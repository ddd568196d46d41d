use std::sync::Arc;

use async_trait::async_trait;
use sea_orm::{
    ActiveModelTrait, ActiveValue::NotSet, ColumnTrait, DatabaseConnection, EntityTrait,
    IntoActiveModel, QueryFilter, QueryOrder, Set,
};
use uuid::Uuid;

use crate::modules::profile::adapter::outgoing::sea_orm_entity::{
    self as profiles, Column, Entity,
};
use crate::modules::profile::application::ports::outgoing::{
    ProfileRecord, ProfileRepository, ProfileRepositoryError,
};
use crate::shared::validation::ProfileData;

#[derive(Clone)]
pub struct ProfileRepositoryPostgres {
    db: Arc<DatabaseConnection>,
}

impl ProfileRepositoryPostgres {
    pub fn new(db: Arc<DatabaseConnection>) -> Self {
        Self { db }
    }
}

fn model_to_record(model: profiles::Model) -> ProfileRecord {
    ProfileRecord {
        id: model.id,
        user_id: model.user_id,
        display_name: model.display_name,
        bio: model.bio,
        about_me: model.about_me,
        my_story: model.my_story,
        location: model.location,
        phone_number: model.phone_number,
        email_contact: model.email_contact,
        avatar_url: model.avatar_url,
        github_url: model.github_url,
        linkedin_url: model.linkedin_url,
        twitter_url: model.twitter_url,
        instagram_url: model.instagram_url,
        semester: model.semester,
        years_coding: model.years_coding,
        projects_count: model.projects_count,
        created_at: model.created_at.into(),
        updated_at: model.updated_at.into(),
    }
}

fn apply_data(active: &mut profiles::ActiveModel, data: ProfileData) {
    active.display_name = Set(data.display_name);
    active.bio = Set(data.bio);
    active.about_me = Set(data.about_me);
    active.my_story = Set(data.my_story);
    active.location = Set(data.location);
    active.phone_number = Set(data.phone_number);
    active.email_contact = Set(data.email_contact);
    active.avatar_url = Set(data.avatar_url);
    active.github_url = Set(data.github_url);
    active.linkedin_url = Set(data.linkedin_url);
    active.twitter_url = Set(data.twitter_url);
    active.instagram_url = Set(data.instagram_url);
    active.semester = Set(data.semester);
    active.years_coding = Set(data.years_coding);
    active.projects_count = Set(data.projects_count);
}

#[async_trait]
impl ProfileRepository for ProfileRepositoryPostgres {
    async fn find_display_profile(&self) -> Result<Option<ProfileRecord>, ProfileRepositoryError> {
        Entity::find()
            .order_by_asc(Column::CreatedAt)
            .one(&*self.db)
            .await
            .map(|m| m.map(model_to_record))
            .map_err(|e| ProfileRepositoryError::DatabaseError(e.to_string()))
    }

    async fn upsert(
        &self,
        owner: Uuid,
        data: ProfileData,
    ) -> Result<ProfileRecord, ProfileRepositoryError> {
        let existing = Entity::find()
            .filter(Column::UserId.eq(owner))
            .one(&*self.db)
            .await
            .map_err(|e| ProfileRepositoryError::DatabaseError(e.to_string()))?;

        let saved = match existing {
            Some(model) => {
                let mut active = model.into_active_model();
                apply_data(&mut active, data);
                active
                    .update(&*self.db)
                    .await
                    .map_err(|e| ProfileRepositoryError::DatabaseError(e.to_string()))?
            }
            None => {
                let mut active = profiles::ActiveModel {
                    id: NotSet,
                    user_id: Set(owner),
                    created_at: NotSet,
                    updated_at: NotSet,
                    ..Default::default()
                };
                apply_data(&mut active, data);
                active
                    .insert(&*self.db)
                    .await
                    .map_err(|e| ProfileRepositoryError::DatabaseError(e.to_string()))?
            }
        };

        Ok(model_to_record(saved))
    }
}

**Aim of the exercise:** Copy each line of the listing that contains the string "existing".

**Response:**
        let existing = Entity::find()
        let saved = match existing {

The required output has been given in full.